Benchmark methodology — how we run scores | runlocalai

The trust gate

Quality benchmark leaderboards require raw public logs. Hardware tokens-per-second rows use the broader confidence ladder: source, operator, environment, reproduction state, and missing evidence are shown on the row, and sparse rows are labeled lower confidence.

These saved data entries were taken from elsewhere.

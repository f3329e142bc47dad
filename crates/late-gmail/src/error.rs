//! Gmail-specific error types.

use thiserror::Error;

#[derive(Error, Debug)]
pub enum GmailError {
    #[error("Authentication required")]
    AuthRequired,

    #[error("Token expired")]
    TokenExpired,

    #[error("Rate limited, retry after {0} seconds")]
    RateLimited(u64),

    #[error("No recipients")]
    NoRecipients,

    #[error("Send failed: {0}")]
    SendFailed(String),

    #[error("API error: {0}")]
    ApiError(String),

    #[error("Network error: {0}")]
    NetworkError(#[from] reqwest::Error),
}

impl GmailError {
    /// User-friendly error message for display.
    pub fn user_message(&self) -> String {
        match self {
            Self::AuthRequired | Self::TokenExpired => {
                "Calendar or token expired. Please reconfigure.".to_string()
            }
            Self::RateLimited(secs) => format!("Too many requests. Please wait {} seconds.", secs),
            Self::NoRecipients => "No one to notify for this meeting.".to_string(),
            Self::SendFailed(_) | Self::ApiError(_) => "Failed to send email.".to_string(),
            Self::NetworkError(_) => "Network error. Check your connection.".to_string(),
        }
    }

    /// Whether this error should trigger a token refresh.
    pub fn should_refresh_token(&self) -> bool {
        matches!(self, Self::TokenExpired | Self::AuthRequired)
    }
}
//! Gmail API types.

use serde::{Deserialize, Serialize};

/// Message resource returned by `messages.send`.
#[derive(Debug, Clone, PartialEq, Serialize, Deserialize)]
#[serde(rename_all = "camelCase")]
pub struct SentMessage {
    pub id: String,
    #[serde(default)]
    pub thread_id: Option<String>,
    #[serde(default)]
    pub label_ids: Vec<String>,
}

/// Body of a `messages.send` request.
#[derive(Debug, Serialize)]
pub struct SendRequest<'a> {
    pub raw: &'a str,
}
//! Shared helpers for the Google services (Calendar, Gmail): API endpoints
//! and where the access token comes from.

use std::sync::Arc;

use late_auth::{fresh_token, mark_expired, GoogleOAuth2Provider, SecureStorage};
use late_calendar::CalendarClient;
use late_core::{App, Config, PreferenceStore};
use late_gmail::GmailClient;

/// Base URLs for the Google APIs, taken from config so tests can point them
/// at a mock server.
#[derive(Debug, Clone)]
pub struct GoogleEndpoints {
    pub calendar_api_url: String,
    pub gmail_api_url: String,
}

impl GoogleEndpoints {
    pub fn from_config(config: &Config) -> Self {
        Self {
            calendar_api_url: config.google.calendar_api_url.clone(),
            gmail_api_url: config.google.gmail_api_url.clone(),
        }
    }

    pub fn calendar_client(&self, access_token: &str) -> CalendarClient {
        CalendarClient::with_base_url(access_token, &self.calendar_api_url)
    }

    pub fn gmail_client(&self, access_token: &str) -> GmailClient {
        GmailClient::with_base_url(access_token, &self.gmail_api_url)
    }
}

/// Renews the access token from the stored token set and keeps the
/// preference store in step with it.
pub struct TokenRenewer {
    provider: GoogleOAuth2Provider,
    storage: SecureStorage,
    prefs: PreferenceStore,
}

impl TokenRenewer {
    pub fn new(provider: GoogleOAuth2Provider, storage: SecureStorage, prefs: PreferenceStore) -> Self {
        Self {
            provider,
            storage,
            prefs,
        }
    }

    /// `None` when Google OAuth credentials are not configured.
    pub fn from_app(app: &App) -> Option<Self> {
        let (client_id, client_secret) = app.config().google.credentials()?;
        Some(Self::new(
            GoogleOAuth2Provider::new(client_id, client_secret),
            SecureStorage::new(app.config().tokens_dir()),
            app.prefs().clone(),
        ))
    }

    async fn access_token(&self) -> anyhow::Result<String> {
        let token_set = fresh_token(&self.provider, &self.storage).await?;

        let prefs = self.prefs.load_or_default();
        if prefs.token.as_deref() != Some(token_set.access_token.as_str()) {
            self.prefs.set_token(Some(token_set.access_token.as_str()))?;
            tracing::info!("Stored renewed access token");
        }
        Ok(token_set.access_token)
    }

    fn invalidate(&self) {
        if let Err(e) = mark_expired(&self.storage) {
            tracing::warn!("Could not mark token expired: {}", e);
        }
    }
}

/// Where a request gets its bearer token.
#[derive(Clone)]
pub enum TokenSource {
    /// The persisted token, used as is.
    Stored(String),
    /// Renew through the stored token set when close to expiry. Falls back
    /// to the persisted token when renewal is not possible.
    Renewing {
        renewer: Arc<TokenRenewer>,
        fallback: String,
    },
}

impl TokenSource {
    pub async fn resolve(&self) -> String {
        match self {
            TokenSource::Stored(token) => token.clone(),
            TokenSource::Renewing { renewer, fallback } => match renewer.access_token().await {
                Ok(token) => token,
                Err(e) => {
                    tracing::warn!("Token renewal unavailable, using stored token: {:#}", e);
                    fallback.clone()
                }
            },
        }
    }

    /// The API rejected the token: make the next resolve renew it.
    pub fn on_rejected(&self) {
        if let TokenSource::Renewing { renewer, .. } = self {
            renewer.invalidate();
        }
    }
}

impl std::fmt::Debug for TokenSource {
    fn fmt(&self, f: &mut std::fmt::Formatter<'_>) -> std::fmt::Result {
        match self {
            TokenSource::Stored(_) => write!(f, "TokenSource::Stored"),
            TokenSource::Renewing { .. } => write!(f, "TokenSource::Renewing"),
        }
    }
}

A quality benchmark row appears on a public leaderboard if and only if it satisfies all of these conditions:

A public Gist URL in the test_run_log_url field, containing the full stdout + stderr of the run. No Gist, no public render. This is enforced at the SQL query level on every leaderboard page.
A reproducible runner in the public repo. Every benchmark we support has its runner script in scripts/. A third party can clone, install, and replicate independently.
Explicit rig metadata recorded per row: model slug, quantization, runtime version, hardware slug. Same model at Q4_K_M vs Q6_K is a different row, not a silent average.
A trust tier rendered on the row's badge (see below).

Trust tiers

FIRST-PARTY

runlocalai operator ran this score on a stated rig. The runner script + Gist log are the only evidence required. Default tier for everything we publish ourselves.

VERIFIED

A community submission that an operator has independently checked. Verification usually means re-running on our own rig and confirming the score is within noise margin (~±2pp).

COMMUNITY

Independent submission with a Gist log and reproduction command, documented but not yet re-verified by us. Renders publicly because trust gate conditions are met; the badge tells the reader this is independent evidence.

PENDING

Submitted via /benchmarks/submit but missing one or more trust-gate fields (Gist not posted, runner command unclear, etc.). Does NOT render publicly until corrected.

The reproduction contract

Every quality benchmark row carries the full reproduction context. Hardware tok/s rows carry these fields when available, and the public detail page marks missing fields as "Not provided":

Runner script — the exact file in our public repo that produced this score (e.g., scripts/run-humaneval-plus.ts).
Reproduction command — the exact CLI invocation, including all flags (quantization, runtime, endpoint, hardware tag).
Raw log Gist — stdout + stderr verbatim. Anyone can diff your re-run against ours.
Per-subtask breakdown when the benchmark has sub-categories (MMLU has 57 subjects, TurkishMMLU has 9). Stored in per_subtask_json so you can spot if a model is great at history but weak at math.

What we don’t do

No unlabeled vendor scores. Quality leaderboards require a Gist proving we ran it (or a community contributor did, with a Gist). Hardware tok/s rows may include vendor-published or official figures only when they are labeled lower confidence and kept distinct from measured coverage.
No cherry-picking best-of-N. Every published score is greedy / temperature-0 / single sample. Pass@1, accuracy@1, etc. No best-of-3 to inflate.
No silent re-runs. The unique constraint (model, benchmark, quant, runtime, hardware) means a re-run upserts the existing row — we keep the latest score, not the best one. Older runs are still in the row history via tested_at.
No paid placement. Models don’t buy their way to the top. Sponsored entries are not a future feature; the moment they appear, the leaderboard’s value collapses.

How to submit a score

See /benchmarks/submit for the form. You’ll need:

A public Gist URL with the full runner output (run our script, or your own that follows the benchmark’s methodology, and paste output into a Gist).
The exact reproduction command you ran (so a third party can verify).
Model slug from our /models catalog, plus quantization, runtime, and hardware tag.
A submitter handle (GitHub or email) so we can credit you and ping if verification questions arise.

Citation

If you reference runlocalai benchmark data in a paper or article, please cite the underlying benchmark (HumanEval+, TurkishMMLU, etc.) plus our leaderboard URL with the access date:

runlocalai.co benchmark leaderboard, "2026-05-26".
URL: https://www.runlocalai.co/benchmarks/quality
JSON: https://www.runlocalai.co/api/v1/quality-benchmarks

Changes to this methodology

When we change scoring methodology (e.g., switch from loglikelihood to generative for a multi-choice task), the benchmark gets a new slug (e.g., turkish-mmlu-generative vs turkish-mmlu) so old and new scores aren’t silently comparable. The methodology section of each benchmark detail page documents exactly what changed.